1. The paper is well-written with a clear and easy-to-follow logical flow.
2. The proposed method achieves significant improvements on the paper's BS benchmark. When evaluated on general benchmarks, it outperforms other inference methods in terms of both the number of benchmarks improved and overall performance.
1. The construction of the BS benchmark shares structural similarities with the proposed method. This raises a concern that the selected subset might be inherently biased, creating a situation where the proposed method is "both the player and the referee" in its own evaluation.
2. The analysis of the BS benchmark could be more in-depth. For instance, it is unclear how the resulting subsets differ when constructed from different sets of visuals (v) and questions (q), and whether this would lead to different evaluation results.

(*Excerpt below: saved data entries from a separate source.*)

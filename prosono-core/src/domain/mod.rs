//! Core domain entities
//!
//! Pure data structures with validation logic - no I/O or external
//! dependencies.

mod assessment;
mod daily;
mod user;
pub mod date;
pub mod result;

pub use assessment::{
    AssessmentDraft, AssessmentStep, AssessmentWizard, AttitudeAnswers, FrequencyAnswers,
    KnowledgeAnswers, StepAnswers, StepTransition,
};
pub use daily::{DailySurveyDraft, DEFAULT_SLEEP_QUALITY};
pub use user::{
    AttitudeMeans, DailySurveysSummary, EvaluationSurvey, Gender, LoginCredentials, MeanMetrics,
    RegisterData, User, UserStatus, UserUpdate,
};
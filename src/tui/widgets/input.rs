//! Text input widget
//!
//! A single-line text field with cursor editing, used by the fund-request form.
//! The entered text is stored verbatim; fundboard never validates it.

use ratatui::{
    buffer::Buffer,
    layout::Rect,
    style::{Color, Style},
};

/// A simple text input field
#[derive(Debug, Clone, Default)]
pub struct TextInput {
    /// Current text content
    content: String,
    /// Cursor position (byte offset; input is ASCII in practice)
    cursor: usize,
    /// Placeholder shown while the content is empty
    placeholder: String,
}

impl TextInput {
    /// Create an empty text input
    pub fn new() -> Self {
        Self::default()
    }

    /// Set the placeholder text (builder style)
    pub fn placeholder(mut self, placeholder: impl Into<String>) -> Self {
        self.placeholder = placeholder.into();
        self
    }

    /// Insert a character at the cursor
    pub fn insert(&mut self, c: char) {
        self.content.insert(self.cursor, c);
        self.cursor += c.len_utf8();
    }

    /// Delete the character before the cursor
    pub fn backspace(&mut self) {
        if self.cursor > 0 {
            let prev = self.content[..self.cursor]
                .chars()
                .next_back()
                .map(|c| c.len_utf8())
                .unwrap_or(1);
            self.cursor -= prev;
            self.content.remove(self.cursor);
        }
    }

    /// Move the cursor one character left
    pub fn move_left(&mut self) {
        if let Some(c) = self.content[..self.cursor].chars().next_back() {
            self.cursor -= c.len_utf8();
        }
    }

    /// Move the cursor one character right
    pub fn move_right(&mut self) {
        if let Some(c) = self.content[self.cursor..].chars().next() {
            self.cursor += c.len_utf8();
        }
    }

    /// Get the current content
    pub fn value(&self) -> &str {
        &self.content
    }

    /// Whether any text has been entered
    pub fn is_empty(&self) -> bool {
        self.content.is_empty()
    }

    /// Render the field into `area`, drawing the cursor when `focused`
    pub fn render(&self, area: Rect, buf: &mut Buffer, focused: bool) {
        let (text, style) = if self.content.is_empty() {
            (
                self.placeholder.as_str(),
                Style::default().fg(Color::DarkGray),
            )
        } else {
            (self.content.as_str(), Style::default().fg(Color::White))
        };
        buf.set_stringn(area.x, area.y, text, area.width as usize, style);

        if focused {
            let cursor_x = area.x + (self.content[..self.cursor].chars().count() as u16);
            if cursor_x < area.x + area.width {
                let under = self.content[self.cursor..].chars().next().unwrap_or(' ');
                buf.set_string(
                    cursor_x,
                    area.y,
                    under.to_string(),
                    Style::default().fg(Color::Black).bg(Color::Cyan),
                );
            }
        }
    }
}

#[cfg(test)]
mod tests {
    use super::*;

    #[test]
    fn test_insert_and_value() {
        let mut input = TextInput::new();
        input.insert('a');
        input.insert('b');
        assert_eq!(input.value(), "ab");
    }

    #[test]
    fn test_backspace() {
        let mut input = TextInput::new();
        input.insert('a');
        input.insert('b');
        input.backspace();
        assert_eq!(input.value(), "a");

        input.backspace();
        input.backspace(); // empty: no-op
        assert_eq!(input.value(), "");
    }

    #[test]
    fn test_cursor_movement_and_mid_insert() {
        let mut input = TextInput::new();
        input.insert('a');
        input.insert('c');
        input.move_left();
        input.insert('b');
        assert_eq!(input.value(), "abc");

        input.move_right();
        input.insert('d');
        assert_eq!(input.value(), "abcd");
    }
}
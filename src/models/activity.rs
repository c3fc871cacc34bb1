//! Activity feed model
//!
//! Entries in the dashboard's recent-activity feed.

use serde::{Deserialize, Serialize};

/// What kind of event an activity entry records
#[derive(Debug, Clone, Copy, PartialEq, Eq, Serialize, Deserialize)]
#[serde(rename_all = "lowercase")]
pub enum ActivityKind {
    Approved,
    Rejected,
    Submitted,
    Pending,
}

impl ActivityKind {
    /// Single-character marker shown next to the feed entry
    pub fn marker(&self) -> &'static str {
        match self {
            Self::Approved => "✓",
            Self::Rejected => "✗",
            Self::Submitted => "•",
            Self::Pending => "…",
        }
    }
}

/// One entry in the recent-activity feed
#[derive(Debug, Clone, PartialEq, Eq, Serialize, Deserialize)]
pub struct ActivityEvent {
    /// Event kind, drives the marker and color
    pub kind: ActivityKind,

    /// Fund request number, e.g. "ABCD1200"
    pub fund_number: String,

    /// Human-readable message, e.g. "has been Approved by John Doe"
    pub message: String,

    /// Relative time label, e.g. "2 min ago"
    pub time: String,
}

impl ActivityEvent {
    pub fn new(
        kind: ActivityKind,
        fund_number: impl Into<String>,
        message: impl Into<String>,
        time: impl Into<String>,
    ) -> Self {
        Self {
            kind,
            fund_number: fund_number.into(),
            message: message.into(),
            time: time.into(),
        }
    }
}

3. As described, the use case for the BS benchmark appears limited. It evaluates the relative bias and sensitivity of different inference methods for the same model. In practice, the community is often more concerned with the absolute bias and sensitivity exhibited by a specific model in application.
4. The paper suggests that Visual Counterfactual (VC) primarily mitigates the bias of neglecting vision (corresponding to the B subset), while Textual Counterfactual (TC) mainly reduces sensitivity to text prompts (corresponding to the S subset). It is not clear if this correspondence is explicitly reflected in the metrics.

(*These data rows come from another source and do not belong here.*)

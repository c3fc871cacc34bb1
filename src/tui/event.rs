//! Event handling for the TUI
//!
//! Translates crossterm terminal events into application events on a
//! background thread, with a periodic tick for transient UI updates.

use crossterm::event::{self, Event as CrosstermEvent, KeyEvent, KeyEventKind};
use std::sync::mpsc;
use std::thread;
use std::time::{Duration, Instant};

/// Application events
#[derive(Debug, Clone)]
pub enum Event {
    /// Key press event
    Key(KeyEvent),
    /// Terminal resize
    Resize(u16, u16),
    /// Periodic tick
    Tick,
}

/// Event handler for terminal events
pub struct EventHandler {
    receiver: mpsc::Receiver<Event>,
}

impl EventHandler {
    /// Spawn the event thread with the given tick rate
    pub fn new(tick_rate: Duration) -> Self {
        let (sender, receiver) = mpsc::channel();

        thread::spawn(move || {
            let mut last_tick = Instant::now();
            loop {
                let timeout = tick_rate.saturating_sub(last_tick.elapsed());

                match event::poll(timeout) {
                    Ok(true) => match event::read() {
                        Ok(CrosstermEvent::Key(key)) if key.kind == KeyEventKind::Press => {
                            if sender.send(Event::Key(key)).is_err() {
                                return;
                            }
                        }
                        Ok(CrosstermEvent::Resize(width, height)) => {
                            if sender.send(Event::Resize(width, height)).is_err() {
                                return;
                            }
                        }
                        Ok(_) => {}
                        Err(_) => return,
                    },
                    Ok(false) => {}
                    Err(_) => return,
                }

                if last_tick.elapsed() >= tick_rate {
                    if sender.send(Event::Tick).is_err() {
                        return;
                    }
                    last_tick = Instant::now();
                }
            }
        });

        Self { receiver }
    }

    /// Get the next event (blocking)
    pub fn next(&self) -> Result<Event, mpsc::RecvError> {
        self.receiver.recv()
    }
}

impl Default for EventHandler {
    fn default() -> Self {
        Self::new(Duration::from_millis(250))
    }
}
//! Budget planner
//!
//! The planner coordinates the two state owners of the create-fund view: the
//! budget year ledger and the allocation matrix. The one cross-component
//! mutation (a ledger tail removal cascading into every allocation row) runs
//! synchronously inside [`FundPlanner::remove_latest_year`], so the ledger and
//! matrix are never observable out of sync.

pub mod ledger;
pub mod matrix;

pub use ledger::BudgetYearLedger;
pub use matrix::{AllocationMatrix, SelectionSummary};

use crate::models::{AllocationId, FiscalYear};

/// Coordinator owning the budget ledger and the allocation matrix
#[derive(Debug, Clone, Default)]
pub struct FundPlanner {
    pub ledger: BudgetYearLedger,
    pub matrix: AllocationMatrix,
}

impl FundPlanner {
    /// Create a planner with an empty ledger and matrix
    pub fn new() -> Self {
        Self::default()
    }

    /// Create a planner with an empty ledger and the given matrix
    pub fn with_matrix(matrix: AllocationMatrix) -> Self {
        Self {
            ledger: BudgetYearLedger::new(),
            matrix,
        }
    }

    /// Append the next budget year in edit mode
    pub fn append_year(&mut self) {
        self.ledger.append_year();
    }

    /// Update the draft text of the budget entry at `index`
    pub fn update_draft(&mut self, index: usize, text: impl Into<String>) {
        self.ledger.update_draft(index, text);
    }

    /// Commit the budget entry at `index`
    pub fn commit_draft(&mut self, index: usize) {
        self.ledger.commit_draft(index);
    }

    /// Remove the most recent budget year and cascade into the matrix
    ///
    /// The cascade runs before this returns; no caller observes an allocation
    /// row still holding the removed year.
    pub fn remove_latest_year(&mut self) -> Option<FiscalYear> {
        let removed = self.ledger.remove_latest_year()?;
        self.matrix.on_year_removed(removed);
        Some(removed)
    }

    /// Flip selection of an allocation row
    pub fn toggle_row(&mut self, id: AllocationId) {
        self.matrix.toggle_row(id);
    }

    /// Select all allocation rows, or clear the selection if all are selected
    pub fn toggle_all(&mut self) {
        self.matrix.toggle_all();
    }

    /// The allocation table's year columns, in ledger order
    pub fn columns(&self) -> Vec<FiscalYear> {
        self.ledger.years().collect()
    }
}

#[cfg(test)]
mod tests {
    use super::*;
    use crate::models::{AllocationRow, Amount};

    #[test]
    fn test_remove_latest_cascades_into_matrix() {
        // Scenario C, built through the public operations
        let mut planner = FundPlanner::with_matrix(AllocationMatrix::new());
        planner.append_year();
        let first = planner.ledger.get(0).unwrap().year;
        planner.commit_draft(0);
        planner.append_year();
        let second = planner.ledger.get(1).unwrap().year;
        planner.commit_draft(1);

        planner.matrix.push_row(
            AllocationRow::new("Operations Center", "Equipment Purchase")
                .with_amount(first, "$10")
                .with_amount(second, "$20"),
        );

        let removed = planner.remove_latest_year();

        assert_eq!(removed, Some(second));
        assert_eq!(planner.columns(), vec![first]);
        let row = &planner.matrix.rows()[0];
        assert_eq!(row.amount_for(second), None);
        assert_eq!(row.amount_for(first), Some(&Amount::from("$10")));
    }

    #[test]
    fn test_remove_latest_on_empty_ledger() {
        let mut planner = FundPlanner::new();
        planner.matrix.push_row(
            AllocationRow::new("Marketing Department", "Campaign Budget")
                .with_amount(FiscalYear::new(2024), "$5"),
        );

        assert_eq!(planner.remove_latest_year(), None);
        // Matrix untouched when there was nothing to remove
        assert_eq!(
            planner.matrix.rows()[0].amount_for(FiscalYear::new(2024)),
            Some(&Amount::from("$5"))
        );
    }

    #[test]
    fn test_appended_year_is_placeholder_column() {
        // No populate-on-add: a new year shows up as a column with no amounts
        let mut planner = FundPlanner::with_matrix(AllocationMatrix::with_rows(vec![
            AllocationRow::new("Research & Development", "Lab Equipment"),
        ]));
        planner.append_year();

        let year = planner.columns()[0];
        assert_eq!(planner.matrix.rows()[0].amount_for(year), None);
    }

    #[test]
    fn test_columns_follow_ledger_order() {
        let mut planner = FundPlanner::new();
        planner.append_year();
        planner.append_year();
        planner.append_year();

        let columns = planner.columns();
        assert_eq!(columns.len(), 3);
        assert!(columns.windows(2).all(|pair| pair[0] < pair[1]));
    }
}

5. In Table 5, the contribution of TC appears to be limited, with VC playing the primary role. Their respective contributions on the general benchmarks are not clearly delineated.
6. The generalizability of TC may be a concern, as it seems to require specific designs for specific problems. Its application in more general scenarios needs further analysis.
7. The proposed method shows substantial gains on the BS subset but smaller improvements on general benchmarks. This raises the question of whether the method might degrade performance on the remaining parts of the full test set.
8. Line 51 of the paper states that language bias has some overlap and connection with hallucination. Given this, the performance of the proposed method, the baseline, and the main compared methods on a benchmark like HallusionBench should be presented.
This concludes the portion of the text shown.